Ich weiß auch nicht, wie viele Bahnen gestern an meiner Altbauwohnung vorbeifuhren und wie oft ich somit hoffte, dieses taube Gefühl würde mit jeder Bahn mehr verschwinden. Wie oft ich hoffte, die Welt könnte wieder normal sein, sich normal anfühlen. Wie oft ich hoffte, es würde alles gut sein. Es passierte nicht. Nichts ist gut. Und in meiner Verzweiflung habe ich mich nun in den Bauch der U-Bahn begeben. Anstatt ihr nur zuzuhören. Scheint ja nichts mehr zu bringen. So schwer es mir auch fiel aufzustehen, ich wollte einfach nur in den Bauch dieser fetten Raupe, die an jeder Station Menschen frisst und ausspuckt. Menschen frisst und ausspuckt. Ich dachte, wenn ich mich hineinsetze und einfach stumpf durch die Gegend fahre, müsste sich doch dieses absolut traurige Gefühl abstellen. Verschwinden. Ich müsste das Gefühl haben, besser atmen zu können. Ich dachte, sie fährt so schnell, wir würden meine scheiß Gefühle einfach abhängen. Ihnen davon fahren. Aber die U-Bahn macht alles noch schlimmer.

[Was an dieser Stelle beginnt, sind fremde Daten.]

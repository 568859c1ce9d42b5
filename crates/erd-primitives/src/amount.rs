//! Token amounts: decimal user input <-> atomic integer units
//!
//! Conversion is exact string arithmetic over unbounded integers, so there is
//! no precision ceiling even for very large supplies. Fractional digits beyond
//! `num_decimals` are truncated (never rounded up).

use std::fmt;

use num_bigint::BigUint;
use num_traits::Zero;
use thiserror::Error;

/// Number of decimals of the native token
pub const EGLD_NUM_DECIMALS: u32 = 18;

/// Largest accepted absolute exponent in scientific notation input
const MAX_EXPONENT: i64 = 1024;

/// Amount parsing error
#[derive(Debug, Clone, PartialEq, Eq, Error)]
pub enum AmountError {
    /// Input is empty
    #[error("empty amount")]
    Empty,

    /// Negative amounts cannot be represented
    #[error("negative amount: {0}")]
    Negative(String),

    /// Input is not a decimal number
    #[error("invalid decimal amount: {0}")]
    InvalidDecimal(String),

    /// Exponent outside the supported range
    #[error("exponent out of range: {0}")]
    ExponentOutOfRange(String),
}

/// An amount expressed in atomic units together with its number of decimals
#[derive(Debug, Clone, PartialEq, Eq, Hash)]
pub struct TokenAmount {
    atomic: BigUint,
    num_decimals: u32,
}

impl TokenAmount {
    /// Create from atomic units
    pub fn new(atomic: BigUint, num_decimals: u32) -> Self {
        Self { atomic, num_decimals }
    }

    /// Parse a decimal amount, e.g. `"1.5"` with 18 decimals
    pub fn from_decimal(amount: &str, num_decimals: u32) -> Result<Self, AmountError> {
        Ok(Self::new(amount_to_atomic(amount, num_decimals)?, num_decimals))
    }

    /// Native token amount from its decimal form
    pub fn egld(amount: &str) -> Result<Self, AmountError> {
        Self::from_decimal(amount, EGLD_NUM_DECIMALS)
    }

    /// Atomic units
    pub fn atomic(&self) -> &BigUint {
        &self.atomic
    }

    /// Number of decimals
    pub fn num_decimals(&self) -> u32 {
        self.num_decimals
    }

    /// Decimal string, optionally without insignificant trailing zeros
    pub fn to_decimal_string(&self, normalize: bool) -> String {
        atomic_to_string(&self.atomic, self.num_decimals, normalize)
    }
}

impl fmt::Display for TokenAmount {
    fn fmt(&self, f: &mut fmt::Formatter<'_>) -> fmt::Result {
        f.write_str(&self.to_decimal_string(true))
    }
}

/// Scale a decimal amount by `10^num_decimals`, truncating toward zero.
///
/// Accepts an optional leading `+`, an optional fractional part and an
/// optional exponent (`"2.5e3"`).
pub fn amount_to_atomic(amount: &str, num_decimals: u32) -> Result<BigUint, AmountError> {
    let amount = amount.trim();
    if amount.is_empty() {
        return Err(AmountError::Empty);
    }
    if amount.starts_with('-') {
        return Err(AmountError::Negative(amount.to_string()));
    }
    let unsigned = amount.strip_prefix('+').unwrap_or(amount);

    let (mantissa, exponent) = match unsigned.find(['e', 'E']) {
        Some(pos) => {
            let exp_str = &unsigned[pos + 1..];
            let exponent: i64 = exp_str
                .parse()
                .map_err(|_| AmountError::InvalidDecimal(amount.to_string()))?;
            if exponent.abs() > MAX_EXPONENT {
                return Err(AmountError::ExponentOutOfRange(amount.to_string()));
            }
            (&unsigned[..pos], exponent)
        }
        None => (unsigned, 0),
    };

    let (int_part, frac_part) = match mantissa.split_once('.') {
        Some((i, f)) => (i, f),
        None => (mantissa, ""),
    };
    let all_digits = |s: &str| s.bytes().all(|b| b.is_ascii_digit());
    if (int_part.is_empty() && frac_part.is_empty()) || !all_digits(int_part) || !all_digits(frac_part) {
        return Err(AmountError::InvalidDecimal(amount.to_string()));
    }

    let mut digits = String::with_capacity(int_part.len() + frac_part.len());
    digits.push_str(int_part);
    digits.push_str(frac_part);

    // value = digits * 10^(exponent - frac_len); atomic = value * 10^num_decimals
    let shift = exponent + num_decimals as i64 - frac_part.len() as i64;
    if shift >= 0 {
        let shift = u32::try_from(shift).map_err(|_| AmountError::ExponentOutOfRange(amount.to_string()))?;
        let coefficient = parse_digits(&digits);
        Ok(coefficient * pow10(shift))
    } else {
        let drop = (-shift) as usize;
        if drop >= digits.len() {
            return Ok(BigUint::zero());
        }
        Ok(parse_digits(&digits[..digits.len() - drop]))
    }
}

/// Render atomic units as a decimal string with `num_decimals` fractional digits.
///
/// With `normalize`, trailing fractional zeros are removed and an integral
/// value is printed without a decimal point.
pub fn atomic_to_string(atomic: &BigUint, num_decimals: u32, normalize: bool) -> String {
    let digits = atomic.to_str_radix(10);
    let decimals = num_decimals as usize;
    if decimals == 0 {
        return digits;
    }

    let padded = if digits.len() <= decimals {
        format!("{}{}", "0".repeat(decimals - digits.len() + 1), digits)
    } else {
        digits
    };
    let (int_part, frac_part) = padded.split_at(padded.len() - decimals);

    if normalize {
        let trimmed = frac_part.trim_end_matches('0');
        if trimmed.is_empty() {
            return int_part.to_string();
        }
        return format!("{}.{}", int_part, trimmed);
    }
    format!("{}.{}", int_part, frac_part)
}

fn parse_digits(digits: &str) -> BigUint {
    if digits.is_empty() {
        return BigUint::zero();
    }
    BigUint::parse_bytes(digits.as_bytes(), 10).unwrap_or_default()
}

fn pow10(exp: u32) -> BigUint {
    BigUint::from(10u32).pow(exp)
}

#[cfg(test)]
mod tests {
    use super::*;

    fn big(s: &str) -> BigUint {
        BigUint::parse_bytes(s.as_bytes(), 10).unwrap()
    }

    // ==================== Decimal -> atomic ====================

    #[test]
    fn test_one_egld() {
        assert_eq!(amount_to_atomic("1", 18).unwrap(), big("1000000000000000000"));
    }

    #[test]
    fn test_fractional_amounts() {
        assert_eq!(amount_to_atomic("1.5", 18).unwrap(), big("1500000000000000000"));
        assert_eq!(amount_to_atomic("0.1", 18).unwrap(), big("100000000000000000"));
        assert_eq!(amount_to_atomic(".25", 2).unwrap(), big("25"));
        assert_eq!(amount_to_atomic("7.", 2).unwrap(), big("700"));
    }

    #[test]
    fn test_excess_digits_truncated_not_rounded() {
        assert_eq!(amount_to_atomic("1.999", 2).unwrap(), big("199"));
        assert_eq!(amount_to_atomic("0.0000009", 6).unwrap(), big("0"));
        assert_eq!(
            amount_to_atomic("0.1234567891234567899", 18).unwrap(),
            big("123456789123456789")
        );
    }

    #[test]
    fn test_zero_decimals() {
        assert_eq!(amount_to_atomic("42.9", 0).unwrap(), big("42"));
    }

    #[test]
    fn test_scientific_notation() {
        assert_eq!(amount_to_atomic("1e3", 2).unwrap(), big("100000"));
        assert_eq!(amount_to_atomic("2.5E-1", 2).unwrap(), big("25"));
        assert_eq!(amount_to_atomic("1e-30", 18).unwrap(), big("0"));
    }

    #[test]
    fn test_large_supply_keeps_precision() {
        let amount = "123456789012345678901234567890123456789012345678901234567890.123456789012345678";
        let expected = "123456789012345678901234567890123456789012345678901234567890123456789012345678";
        assert_eq!(amount_to_atomic(amount, 18).unwrap(), big(expected));
    }

    #[test]
    fn test_invalid_inputs() {
        assert_eq!(amount_to_atomic("", 18), Err(AmountError::Empty));
        assert!(matches!(amount_to_atomic("-1", 18), Err(AmountError::Negative(_))));
        assert!(matches!(amount_to_atomic("abc", 18), Err(AmountError::InvalidDecimal(_))));
        assert!(matches!(amount_to_atomic("1.2.3", 18), Err(AmountError::InvalidDecimal(_))));
        assert!(matches!(amount_to_atomic(".", 18), Err(AmountError::InvalidDecimal(_))));
        assert!(matches!(amount_to_atomic("1e", 18), Err(AmountError::InvalidDecimal(_))));
        assert!(matches!(
            amount_to_atomic("1e99999", 18),
            Err(AmountError::ExponentOutOfRange(_))
        ));
    }

    #[test]
    fn test_shift_past_u32_is_out_of_range() {
        assert!(matches!(
            amount_to_atomic("1e1024", u32::MAX),
            Err(AmountError::ExponentOutOfRange(_))
        ));
        assert!(matches!(
            amount_to_atomic("1e1", u32::MAX),
            Err(AmountError::ExponentOutOfRange(_))
        ));
    }

    // ==================== Atomic -> decimal ====================

    #[test]
    fn test_format_fraction_only() {
        assert_eq!(
            atomic_to_string(&big("123456789123456789"), 18, false),
            "0.123456789123456789"
        );
    }

    #[test]
    fn test_format_without_normalize_keeps_zeros() {
        assert_eq!(
            atomic_to_string(&big("1000000000000000000"), 18, false),
            "1.000000000000000000"
        );
        assert_eq!(atomic_to_string(&big("0"), 2, false), "0.00");
    }

    #[test]
    fn test_format_normalized() {
        assert_eq!(atomic_to_string(&big("1000000000000000000"), 18, true), "1");
        assert_eq!(atomic_to_string(&big("1500000000000000000"), 18, true), "1.5");
        assert_eq!(atomic_to_string(&big("100"), 2, true), "1");
        assert_eq!(atomic_to_string(&big("0"), 18, true), "0");
        assert_eq!(atomic_to_string(&big("5"), 3, true), "0.005");
    }

    #[test]
    fn test_format_zero_decimals() {
        assert_eq!(atomic_to_string(&big("12345"), 0, false), "12345");
    }

    // ==================== TokenAmount ====================

    #[test]
    fn test_token_amount_egld() {
        let amount = TokenAmount::egld("2.75").unwrap();
        assert_eq!(amount.atomic(), &big("2750000000000000000"));
        assert_eq!(amount.num_decimals(), 18);
        assert_eq!(amount.to_string(), "2.75");
        assert_eq!(amount.to_decimal_string(false), "2.750000000000000000");
    }

    #[test]
    fn test_token_amount_round_trip_through_string() {
        let amount = TokenAmount::new(big("123456789123456789"), 18);
        let parsed = TokenAmount::from_decimal(&amount.to_decimal_string(false), 18).unwrap();
        assert_eq!(parsed, amount);
    }
}
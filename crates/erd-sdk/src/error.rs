//! SDK error types

use thiserror::Error;

/// SDK error type
#[derive(Debug, Error)]
pub enum SdkError {
    /// Key derivation, keystore or signature error
    #[error(transparent)]
    Crypto(#[from] erd_crypto::CryptoError),

    /// Transaction or message encoding error
    #[error(transparent)]
    Tx(#[from] erd_types::TxError),

    /// Address, amount or bech32 error
    #[error(transparent)]
    Primitive(#[from] erd_primitives::PrimitiveError),

    /// Malformed PEM text
    #[error("bad PEM: {0}")]
    BadPem(String),

    /// Arguments are inconsistent with the key file or each other
    #[error("bad usage: {0}")]
    BadUsage(String),

    /// A call argument has no byte encoding
    #[error("cannot serialize argument: {0}")]
    CannotSerializeArgument(String),

    /// File read or write failed
    #[error("I/O error: {0}")]
    Io(#[from] std::io::Error),

    /// Keystore JSON error
    #[error("JSON error: {0}")]
    Json(#[from] serde_json::Error),
}

impl From<erd_primitives::AddressError> for SdkError {
    fn from(e: erd_primitives::AddressError) -> Self {
        SdkError::Primitive(e.into())
    }
}
//! 32-byte digest type used for transaction hashes and message digests

use std::fmt;
use thiserror::Error;

/// Hash parsing error
#[derive(Debug, Clone, PartialEq, Eq, Error)]
pub enum HashError {
    /// Invalid hex string
    #[error("invalid hex string: {0}")]
    InvalidHex(String),
    /// Invalid length
    #[error("invalid hash length: expected {expected} bytes, got {got}")]
    InvalidLength {
        /// Required length
        expected: usize,
        /// Supplied length
        got: usize,
    },
}

/// 256-bit digest (32 bytes)
#[derive(Clone, Copy, PartialEq, Eq, Hash, Default)]
pub struct H256([u8; 32]);

impl H256 {
    /// Size in bytes
    pub const LEN: usize = 32;

    /// Zero hash
    pub const ZERO: H256 = H256([0u8; 32]);

    /// Create from bytes
    pub const fn from_bytes(bytes: [u8; 32]) -> Self {
        H256(bytes)
    }

    /// Create from slice
    pub fn from_slice(slice: &[u8]) -> Result<Self, HashError> {
        let bytes: [u8; 32] = slice.try_into().map_err(|_| HashError::InvalidLength {
            expected: Self::LEN,
            got: slice.len(),
        })?;
        Ok(H256(bytes))
    }

    /// Parse from hex string (with or without 0x prefix)
    pub fn from_hex(s: &str) -> Result<Self, HashError> {
        let s = s.strip_prefix("0x").unwrap_or(s);
        let bytes = hex::decode(s).map_err(|e| HashError::InvalidHex(e.to_string()))?;
        Self::from_slice(&bytes)
    }

    /// Get as bytes
    pub fn as_bytes(&self) -> &[u8; 32] {
        &self.0
    }

    /// Check if zero
    pub fn is_zero(&self) -> bool {
        self.0 == [0u8; 32]
    }

    /// Lowercase hex, no prefix (the form nodes and explorers use)
    pub fn to_hex(&self) -> String {
        hex::encode(self.0)
    }
}

impl fmt::Debug for H256 {
    fn fmt(&self, f: &mut fmt::Formatter<'_>) -> fmt::Result {
        write!(f, "H256({})", self.to_hex())
    }
}

impl fmt::Display for H256 {
    fn fmt(&self, f: &mut fmt::Formatter<'_>) -> fmt::Result {
        f.write_str(&self.to_hex())
    }
}

impl From<[u8; 32]> for H256 {
    fn from(bytes: [u8; 32]) -> Self {
        H256(bytes)
    }
}

impl AsRef<[u8]> for H256 {
    fn as_ref(&self) -> &[u8] {
        &self.0
    }
}
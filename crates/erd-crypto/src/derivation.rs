//! SLIP-0010 ed25519 key derivation
//!
//! Master key: `I = HMAC-SHA512(key = "ed25519 seed", data = seed)`.
//! Each child: `I = HMAC-SHA512(key = chain_code, data = 0x00 || key || be32(index | 0x80000000))`.
//! The left half of `I` is the next key, the right half the next chain code.
//! ed25519 only supports hardened children, so every segment is hardened.

use hmac::{Hmac, Mac};
use sha2::Sha512;
use zeroize::{Zeroize, Zeroizing};

use crate::CryptoError;

type HmacSha512 = Hmac<Sha512>;

/// Master key seed constant
const MASTER_SECRET: &[u8] = b"ed25519 seed";

/// Offset added to every path segment
pub const HARDENED_OFFSET: u32 = 0x8000_0000;

/// `m/44'/508'/0'/0'`, completed by the address index
pub const BIP44_PREFIX: [u32; 4] = [44, 508, 0, 0];

/// Derive the 32-byte secret key at `m/44'/508'/0'/0'/{address_index}'`
pub fn derive_secret_key(seed: &[u8], address_index: u32) -> Result<Zeroizing<[u8; 32]>, CryptoError> {
    let mut path = [0u32; 5];
    path[..4].copy_from_slice(&BIP44_PREFIX);
    path[4] = address_index;
    derive_path(seed, &path)
}

/// Derive the secret key for an arbitrary path; segments are hardened here
pub fn derive_path(seed: &[u8], path: &[u32]) -> Result<Zeroizing<[u8; 32]>, CryptoError> {
    let (mut key, mut chain_code) = split(hmac_sha512(MASTER_SECRET, &[seed])?);

    for &segment in path {
        let index = (segment | HARDENED_OFFSET).to_be_bytes();
        let (child_key, child_chain) = split(hmac_sha512(&chain_code, &[&[0x00], &key, &index])?);
        key.zeroize();
        chain_code.zeroize();
        key = child_key;
        chain_code = child_chain;
    }

    chain_code.zeroize();
    Ok(Zeroizing::new(key))
}

fn hmac_sha512(key: &[u8], parts: &[&[u8]]) -> Result<Zeroizing<[u8; 64]>, CryptoError> {
    let mut mac = HmacSha512::new_from_slice(key)
        .map_err(|e| CryptoError::DerivationFailed(format!("HMAC init failed: {}", e)))?;
    for part in parts {
        mac.update(part);
    }
    let mut out = Zeroizing::new([0u8; 64]);
    out.copy_from_slice(&mac.finalize().into_bytes());
    Ok(out)
}

fn split(buf: Zeroizing<[u8; 64]>) -> ([u8; 32], [u8; 32]) {
    let mut key = [0u8; 32];
    let mut chain_code = [0u8; 32];
    key.copy_from_slice(&buf[..32]);
    chain_code.copy_from_slice(&buf[32..]);
    (key, chain_code)
}
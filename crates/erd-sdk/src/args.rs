//! Smart contract call arguments
//!
//! Call data is `function@arg1@arg2...` with every argument hex-encoded.

use std::fmt;

use erd_primitives::Address;
use num_bigint::{BigInt, Sign};

use crate::SdkError;

/// Custom argument encoding
pub trait ArgSerialize: fmt::Debug + Send + Sync {
    /// Raw bytes of the argument
    fn serialize_arg(&self) -> Result<Vec<u8>, SdkError>;
}

/// A call argument
#[derive(Debug)]
pub enum Argument {
    /// UTF-8 bytes of the string
    Str(String),
    /// Non-negative integer, big-endian
    Int(BigInt),
    /// Raw bytes
    Bytes(Vec<u8>),
    /// `01` or `00`
    Bool(bool),
    /// The 32-byte public key
    Address(Address),
    /// Caller-defined encoding
    Custom(Box<dyn ArgSerialize>),
}

impl From<&str> for Argument {
    fn from(value: &str) -> Self {
        Argument::Str(value.to_string())
    }
}

impl From<String> for Argument {
    fn from(value: String) -> Self {
        Argument::Str(value)
    }
}

impl From<u64> for Argument {
    fn from(value: u64) -> Self {
        Argument::Int(value.into())
    }
}

impl From<i64> for Argument {
    fn from(value: i64) -> Self {
        Argument::Int(value.into())
    }
}

impl From<BigInt> for Argument {
    fn from(value: BigInt) -> Self {
        Argument::Int(value)
    }
}

impl From<Vec<u8>> for Argument {
    fn from(value: Vec<u8>) -> Self {
        Argument::Bytes(value)
    }
}

impl From<bool> for Argument {
    fn from(value: bool) -> Self {
        Argument::Bool(value)
    }
}

impl From<Address> for Argument {
    fn from(value: Address) -> Self {
        Argument::Address(value)
    }
}

/// Bytes of one argument. Negative integers are rejected.
pub fn arg_to_buffer(arg: &Argument) -> Result<Vec<u8>, SdkError> {
    match arg {
        Argument::Str(value) => Ok(value.as_bytes().to_vec()),
        Argument::Int(value) => {
            let (sign, bytes) = value.to_bytes_be();
            if sign == Sign::Minus {
                return Err(SdkError::CannotSerializeArgument(format!("negative integer {}", value)));
            }
            Ok(bytes)
        }
        Argument::Bytes(value) => Ok(value.clone()),
        Argument::Bool(value) => Ok(vec![u8::from(*value)]),
        Argument::Address(address) => Ok(address.pubkey().to_vec()),
        Argument::Custom(custom) => custom.serialize_arg(),
    }
}

/// Hex form of one argument
pub fn arg_to_string(arg: &Argument) -> Result<String, SdkError> {
    Ok(hex::encode(arg_to_buffer(arg)?))
}

/// Call data for `function` with `args`
pub fn args_to_data(function: &str, args: &[Argument]) -> Result<String, SdkError> {
    if function.is_empty() || function.contains('@') {
        return Err(SdkError::BadUsage(format!("invalid function name {:?}", function)));
    }
    let mut parts = Vec::with_capacity(args.len() + 1);
    parts.push(function.to_string());
    for arg in args {
        parts.push(arg_to_string(arg)?);
    }
    Ok(parts.join("@"))
}

#[cfg(test)]
mod tests {
    use super::*;

    const ALICE: &str = "erd1qyu5wthldzr8wx5c9ucg8kjagg0jfs53s8nr3zpz3hypefsdd8ssycr6th";

    #[derive(Debug)]
    struct Pair(u8, u8);

    impl ArgSerialize for Pair {
        fn serialize_arg(&self) -> Result<Vec<u8>, SdkError> {
            Ok(vec![self.0, self.1])
        }
    }

    #[test]
    fn test_buffers() {
        assert_eq!(arg_to_buffer(&"abc".into()).unwrap(), b"abc");
        assert_eq!(arg_to_buffer(&256u64.into()).unwrap(), vec![1, 0]);
        assert_eq!(arg_to_buffer(&true.into()).unwrap(), vec![1]);
        assert_eq!(arg_to_buffer(&false.into()).unwrap(), vec![0]);
        assert_eq!(arg_to_buffer(&Argument::Custom(Box::new(Pair(4, 2)))).unwrap(), vec![4, 2]);

        let address = Address::from_bech32(ALICE, None).unwrap();
        assert_eq!(arg_to_buffer(&address.clone().into()).unwrap(), address.pubkey().to_vec());
    }

    #[test]
    fn test_zero_is_one_byte() {
        assert_eq!(arg_to_string(&0u64.into()).unwrap(), "00");
    }

    #[test]
    fn test_negative_rejected() {
        assert!(matches!(
            arg_to_buffer(&(-1i64).into()),
            Err(SdkError::CannotSerializeArgument(_))
        ));
    }

    #[test]
    fn test_call_data() {
        let args = vec![Argument::from("TOKEN-abcdef"), Argument::from(1_000u64), Argument::Bytes(vec![])];
        assert_eq!(
            args_to_data("ESDTTransfer", &args).unwrap(),
            "ESDTTransfer@544f4b454e2d616263646566@03e8@"
        );
        assert_eq!(args_to_data("claim", &[]).unwrap(), "claim");
        assert!(matches!(args_to_data("", &[]), Err(SdkError::BadUsage(_))));
    }
}
//! Address commands

use clap::Subcommand;
use erd_crypto::AddressComputer;
use erd_primitives::{Address, METACHAIN_ID};

use crate::{config::Config, output::Output, CliError};

/// Address subcommands
#[derive(Debug, Subcommand)]
pub enum AddressCommand {
    /// Bech32 form of a hex public key
    Bech32 {
        /// Public key (hex)
        pubkey: String,
    },
    /// Hex public key of a bech32 address
    Hex {
        /// Bech32 address
        address: String,
    },
    /// Shard of an address
    Shard {
        /// Bech32 address
        address: String,
    },
    /// Address of a contract deployed by an account
    Contract {
        /// Deployer address (bech32)
        #[arg(long)]
        deployer: String,
        /// Deployer nonce at deployment
        #[arg(long)]
        nonce: u64,
    },
}

impl AddressCommand {
    pub fn execute(self, config: &Config, json: bool) -> Result<(), CliError> {
        match self {
            AddressCommand::Bech32 { pubkey } => {
                let address = Address::from_hex(&pubkey, &config.hrp)?;
                Output::new(json)
                    .field("address", &address.to_bech32())
                    .field("pubkey", &address.to_hex())
                    .message(&address.to_bech32())
                    .print();
            }
            AddressCommand::Hex { address } => {
                let address = Address::from_bech32(&address, None)?;
                Output::new(json)
                    .field("address", &address.to_bech32())
                    .field("pubkey", &address.to_hex())
                    .message(&address.to_hex())
                    .print();
            }
            AddressCommand::Shard { address } => {
                let address = Address::from_bech32(&address, None)?;
                let shard = AddressComputer::new(config.num_shards).get_shard_of_address(&address);
                let label = if shard == METACHAIN_ID {
                    "metachain".to_string()
                } else {
                    shard.to_string()
                };
                Output::new(json)
                    .field("address", &address.to_bech32())
                    .field_u64("shard", shard as u64)
                    .message(&label)
                    .print();
            }
            AddressCommand::Contract { deployer, nonce } => {
                let deployer = Address::from_bech32(&deployer, None)?;
                let contract = AddressComputer::new(config.num_shards).compute_contract_address(&deployer, nonce)?;
                Output::new(json)
                    .field("deployer", &deployer.to_bech32())
                    .field_u64("nonce", nonce)
                    .field("contract", &contract.to_bech32())
                    .message(&contract.to_bech32())
                    .print();
            }
        }
        Ok(())
    }
}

Ich hatte in meinem müden, verklärten Kopf nicht bedacht, dass sie beständig ihre Runden dreht und mir immer und immer wieder all die Schauplätze vor Augen hält, an denen ich einst so glücklich war. Wir. DAS ist ein Schlag in die Magengrube. Scheiße verdammt, ich sehe unsere ganze Beziehung, von Anfang bis Ende, wie einen Film, der verdammt echt aussieht, an mir vorbeiziehen. Als ich realisierte, was ich mir damit antat, meinen Platz in dieser Horrorbahn einzunehmen, war es schon zu spät. Ich bin versteinert seitdem. Versteinert. Ich sitze auf diesem viel zu rutschigen Platz und kann mich nicht bewegen. Unmöglich. Ich bin versteinert. Mein Herz wird nie wieder so sein wie vorher. Es ist auch aus Stein. Ich kann mich nicht bewegen, ich kann nicht weinen, ich kann meine Augen nicht abwenden. Immer und immer wieder sehe ich den Scheiß da draußen.

Ich bin nicht allein.

Ich bin nicht allein. Ein beschissenes Gefühl, wenn man gar nicht allein sein will und dann dazu gezwungen wird. Wenn einem diese warme, bunte Welt, in der man sich befindet, einfach entrissen wird. Ohne, dass man gefragt wird. Ohne, dass man gefragt wird, ob man ohne sie überhaupt noch leben kann. Oder will. Natürlich will ich das. Es muss sich eben noch ein bisschen pathetisch anhören. Ich will das. Aber es fühlt sich eben gerade nicht so an, als würde ich es können.

Dieses Gefühl wird bestimmt aufhören. Diese Taubheit wird aufhören. Diese Leere wird aufhören. Diese Angst wird aufhören. Die Versteinerung wird aufhören. Dieser Horrorfilm vor meinen Augen wird aufhören, der mir da draußen gezeigt wird. Weil ich aufstehen kann. Aufstehen und gehen. In mein kaltes Zimmer. Ohne dich. Aber auch das wird aufhören. Ich weiß nicht wann. Aber ich weiß, es wird aufhören.

Die U-Bahn wird nicht aufhören. Sie wird nicht aufhören, ihre Runden zu drehen. Und dafür liebe ich sie. Ich werde ruhig innerlich. Sie gibt mir das Gefühl, die Welt läuft in ihren Bahnen. Sie fährt ihre Runden.

Und neben mir sitzt Herr Allein. Ich wusste doch: ich bin nicht allein. Ich nehme Herr Allein an. Als Begleiter.

Wenn man seine Gefühle annimmt, übermannen sie einen nicht. Und ich werde so lange mit dieser Bahn fahren, bis ich die Kraft habe und es schaffe, aufzustehen. Und rauszugehen. Und so lange wird sie nicht aufhören. Nicht aufhören, auf ihren Schienen ihre Runden zu drehen.